- Task requirements -
Below are the records; copy each line in which "blocking" can be found.

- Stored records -
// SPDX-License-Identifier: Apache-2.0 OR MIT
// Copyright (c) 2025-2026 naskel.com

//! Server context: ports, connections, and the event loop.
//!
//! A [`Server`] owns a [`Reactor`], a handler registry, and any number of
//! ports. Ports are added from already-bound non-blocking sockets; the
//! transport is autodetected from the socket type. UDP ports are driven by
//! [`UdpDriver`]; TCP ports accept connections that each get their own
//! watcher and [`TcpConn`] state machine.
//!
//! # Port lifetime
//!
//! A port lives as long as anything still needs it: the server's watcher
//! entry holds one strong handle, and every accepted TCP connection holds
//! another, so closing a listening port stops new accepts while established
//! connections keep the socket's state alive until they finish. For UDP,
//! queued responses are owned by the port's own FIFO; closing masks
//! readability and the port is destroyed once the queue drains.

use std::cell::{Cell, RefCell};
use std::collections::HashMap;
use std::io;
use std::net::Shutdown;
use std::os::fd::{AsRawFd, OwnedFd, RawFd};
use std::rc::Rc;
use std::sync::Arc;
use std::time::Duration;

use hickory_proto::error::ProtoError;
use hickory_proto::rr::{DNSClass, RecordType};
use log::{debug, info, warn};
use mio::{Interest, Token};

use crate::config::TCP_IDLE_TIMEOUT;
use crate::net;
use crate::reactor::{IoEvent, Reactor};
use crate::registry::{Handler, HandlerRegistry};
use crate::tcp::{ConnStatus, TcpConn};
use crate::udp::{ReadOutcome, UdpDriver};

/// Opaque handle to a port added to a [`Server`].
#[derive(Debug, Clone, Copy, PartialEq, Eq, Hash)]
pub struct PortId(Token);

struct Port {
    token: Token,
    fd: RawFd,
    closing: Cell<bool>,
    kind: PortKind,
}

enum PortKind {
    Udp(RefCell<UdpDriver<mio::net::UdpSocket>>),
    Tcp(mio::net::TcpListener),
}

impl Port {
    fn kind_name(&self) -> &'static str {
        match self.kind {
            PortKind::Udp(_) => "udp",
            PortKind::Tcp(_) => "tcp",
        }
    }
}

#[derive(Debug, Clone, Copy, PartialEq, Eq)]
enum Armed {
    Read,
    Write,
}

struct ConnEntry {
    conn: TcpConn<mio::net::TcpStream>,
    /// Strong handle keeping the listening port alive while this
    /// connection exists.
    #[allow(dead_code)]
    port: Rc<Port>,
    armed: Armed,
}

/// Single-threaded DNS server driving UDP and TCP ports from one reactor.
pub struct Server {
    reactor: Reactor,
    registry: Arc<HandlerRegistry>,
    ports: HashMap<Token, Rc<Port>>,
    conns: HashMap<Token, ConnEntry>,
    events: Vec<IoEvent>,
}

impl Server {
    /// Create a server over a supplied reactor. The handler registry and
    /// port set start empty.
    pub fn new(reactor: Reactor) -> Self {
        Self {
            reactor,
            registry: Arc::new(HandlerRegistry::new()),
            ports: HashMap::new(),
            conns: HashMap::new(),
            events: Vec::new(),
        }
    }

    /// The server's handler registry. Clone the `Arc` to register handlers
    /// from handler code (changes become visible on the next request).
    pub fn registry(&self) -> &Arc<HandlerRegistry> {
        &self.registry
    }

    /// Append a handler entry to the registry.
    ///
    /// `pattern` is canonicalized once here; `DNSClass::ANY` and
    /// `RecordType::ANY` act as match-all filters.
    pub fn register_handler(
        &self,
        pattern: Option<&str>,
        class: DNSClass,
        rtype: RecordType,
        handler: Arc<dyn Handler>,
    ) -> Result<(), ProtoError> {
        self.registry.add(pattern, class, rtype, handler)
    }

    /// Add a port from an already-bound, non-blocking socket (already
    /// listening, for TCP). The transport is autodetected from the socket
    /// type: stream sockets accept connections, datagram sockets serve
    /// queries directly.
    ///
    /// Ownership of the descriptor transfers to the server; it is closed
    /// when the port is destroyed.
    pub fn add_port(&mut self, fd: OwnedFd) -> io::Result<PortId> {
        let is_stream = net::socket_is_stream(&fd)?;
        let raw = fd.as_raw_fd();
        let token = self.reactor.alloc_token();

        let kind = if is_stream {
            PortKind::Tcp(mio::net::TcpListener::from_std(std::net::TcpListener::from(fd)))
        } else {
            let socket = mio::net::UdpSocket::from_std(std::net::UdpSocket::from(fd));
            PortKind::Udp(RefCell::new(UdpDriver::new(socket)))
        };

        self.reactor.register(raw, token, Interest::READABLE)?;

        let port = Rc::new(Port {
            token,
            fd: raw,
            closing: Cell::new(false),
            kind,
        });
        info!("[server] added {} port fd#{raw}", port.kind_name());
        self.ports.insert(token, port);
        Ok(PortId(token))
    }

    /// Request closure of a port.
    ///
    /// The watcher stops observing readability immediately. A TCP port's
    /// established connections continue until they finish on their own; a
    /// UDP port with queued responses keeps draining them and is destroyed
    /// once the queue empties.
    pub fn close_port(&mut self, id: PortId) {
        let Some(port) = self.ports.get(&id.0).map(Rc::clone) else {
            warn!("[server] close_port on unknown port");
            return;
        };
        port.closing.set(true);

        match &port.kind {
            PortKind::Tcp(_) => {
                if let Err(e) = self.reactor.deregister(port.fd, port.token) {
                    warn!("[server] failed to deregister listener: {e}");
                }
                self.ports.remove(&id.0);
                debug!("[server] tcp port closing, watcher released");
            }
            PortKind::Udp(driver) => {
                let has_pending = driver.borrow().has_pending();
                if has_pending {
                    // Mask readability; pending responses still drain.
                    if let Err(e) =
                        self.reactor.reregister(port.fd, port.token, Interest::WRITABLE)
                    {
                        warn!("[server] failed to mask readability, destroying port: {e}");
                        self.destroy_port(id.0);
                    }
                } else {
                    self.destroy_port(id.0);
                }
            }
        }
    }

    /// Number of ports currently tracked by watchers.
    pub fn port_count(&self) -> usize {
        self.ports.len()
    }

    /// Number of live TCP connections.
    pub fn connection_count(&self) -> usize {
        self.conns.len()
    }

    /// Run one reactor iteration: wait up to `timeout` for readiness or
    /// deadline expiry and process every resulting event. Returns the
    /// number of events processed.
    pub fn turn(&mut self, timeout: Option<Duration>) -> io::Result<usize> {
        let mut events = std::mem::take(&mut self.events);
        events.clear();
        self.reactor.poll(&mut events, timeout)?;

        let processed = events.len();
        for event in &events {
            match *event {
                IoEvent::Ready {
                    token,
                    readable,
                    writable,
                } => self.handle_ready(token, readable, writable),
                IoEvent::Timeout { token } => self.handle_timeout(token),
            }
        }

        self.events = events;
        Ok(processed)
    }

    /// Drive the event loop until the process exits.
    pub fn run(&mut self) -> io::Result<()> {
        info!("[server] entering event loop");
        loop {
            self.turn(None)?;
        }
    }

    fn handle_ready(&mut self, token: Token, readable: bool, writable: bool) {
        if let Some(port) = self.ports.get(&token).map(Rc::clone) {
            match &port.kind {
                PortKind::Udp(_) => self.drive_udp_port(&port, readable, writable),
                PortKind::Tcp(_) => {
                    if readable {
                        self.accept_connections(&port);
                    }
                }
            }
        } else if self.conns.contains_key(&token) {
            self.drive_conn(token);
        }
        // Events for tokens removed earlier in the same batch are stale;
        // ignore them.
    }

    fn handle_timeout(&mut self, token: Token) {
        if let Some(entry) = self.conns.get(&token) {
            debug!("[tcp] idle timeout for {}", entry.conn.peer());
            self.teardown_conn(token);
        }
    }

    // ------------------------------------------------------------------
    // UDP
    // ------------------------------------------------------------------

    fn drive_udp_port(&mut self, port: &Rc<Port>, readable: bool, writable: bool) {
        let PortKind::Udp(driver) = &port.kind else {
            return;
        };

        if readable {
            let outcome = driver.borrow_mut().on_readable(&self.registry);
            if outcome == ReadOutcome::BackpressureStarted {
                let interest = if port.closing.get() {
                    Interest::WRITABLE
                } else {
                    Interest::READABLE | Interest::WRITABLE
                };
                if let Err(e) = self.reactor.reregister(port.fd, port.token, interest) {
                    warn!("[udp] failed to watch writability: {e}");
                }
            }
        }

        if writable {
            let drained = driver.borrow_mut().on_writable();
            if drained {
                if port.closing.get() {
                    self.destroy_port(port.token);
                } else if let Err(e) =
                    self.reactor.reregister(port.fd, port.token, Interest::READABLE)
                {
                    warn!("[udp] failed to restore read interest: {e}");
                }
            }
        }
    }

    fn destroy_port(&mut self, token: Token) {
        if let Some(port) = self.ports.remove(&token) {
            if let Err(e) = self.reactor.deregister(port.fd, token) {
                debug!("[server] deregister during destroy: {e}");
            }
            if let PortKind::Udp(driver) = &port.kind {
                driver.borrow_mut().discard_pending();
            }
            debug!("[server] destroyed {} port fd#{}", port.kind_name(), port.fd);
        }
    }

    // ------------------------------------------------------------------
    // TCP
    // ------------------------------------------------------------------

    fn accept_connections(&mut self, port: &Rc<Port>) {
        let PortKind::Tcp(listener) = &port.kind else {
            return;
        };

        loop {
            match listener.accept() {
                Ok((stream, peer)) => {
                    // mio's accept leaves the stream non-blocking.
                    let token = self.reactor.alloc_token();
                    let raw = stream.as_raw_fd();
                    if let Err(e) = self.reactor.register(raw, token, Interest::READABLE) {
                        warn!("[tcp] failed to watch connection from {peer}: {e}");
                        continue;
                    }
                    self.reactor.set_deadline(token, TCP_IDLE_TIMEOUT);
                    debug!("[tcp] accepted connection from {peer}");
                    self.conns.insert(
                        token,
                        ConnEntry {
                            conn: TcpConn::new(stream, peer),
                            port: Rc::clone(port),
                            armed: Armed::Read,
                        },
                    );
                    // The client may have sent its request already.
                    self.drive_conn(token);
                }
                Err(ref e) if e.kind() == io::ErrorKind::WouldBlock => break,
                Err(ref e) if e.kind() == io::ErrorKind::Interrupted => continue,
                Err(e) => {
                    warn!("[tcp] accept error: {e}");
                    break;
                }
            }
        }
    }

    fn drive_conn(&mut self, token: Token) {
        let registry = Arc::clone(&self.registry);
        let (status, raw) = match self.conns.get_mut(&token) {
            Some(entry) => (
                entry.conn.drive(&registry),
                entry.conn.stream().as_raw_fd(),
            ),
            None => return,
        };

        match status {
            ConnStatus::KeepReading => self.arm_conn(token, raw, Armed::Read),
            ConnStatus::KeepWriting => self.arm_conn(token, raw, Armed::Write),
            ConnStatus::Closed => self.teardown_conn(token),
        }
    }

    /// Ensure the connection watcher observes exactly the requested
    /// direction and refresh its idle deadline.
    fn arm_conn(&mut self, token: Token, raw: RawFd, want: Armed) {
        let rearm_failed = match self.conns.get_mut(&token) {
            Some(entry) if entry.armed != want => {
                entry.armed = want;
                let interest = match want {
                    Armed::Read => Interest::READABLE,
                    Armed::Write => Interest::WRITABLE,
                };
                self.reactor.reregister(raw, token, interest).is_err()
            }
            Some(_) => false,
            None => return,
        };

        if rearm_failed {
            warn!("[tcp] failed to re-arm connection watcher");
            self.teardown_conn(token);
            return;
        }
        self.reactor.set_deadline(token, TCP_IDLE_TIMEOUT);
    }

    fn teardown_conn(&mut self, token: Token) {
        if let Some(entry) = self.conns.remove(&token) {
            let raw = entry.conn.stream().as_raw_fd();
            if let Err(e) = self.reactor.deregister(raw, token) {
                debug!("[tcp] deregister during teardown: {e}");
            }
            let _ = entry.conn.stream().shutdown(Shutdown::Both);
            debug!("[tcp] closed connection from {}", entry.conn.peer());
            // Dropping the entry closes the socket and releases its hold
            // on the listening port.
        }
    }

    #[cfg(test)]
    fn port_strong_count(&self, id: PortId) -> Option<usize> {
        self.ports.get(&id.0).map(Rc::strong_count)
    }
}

- Result of the task -
//! ports. Ports are added from already-bound non-blocking sockets; the
    /// Add a port from an already-bound, non-blocking socket (already
                    // mio's accept leaves the stream non-blocking.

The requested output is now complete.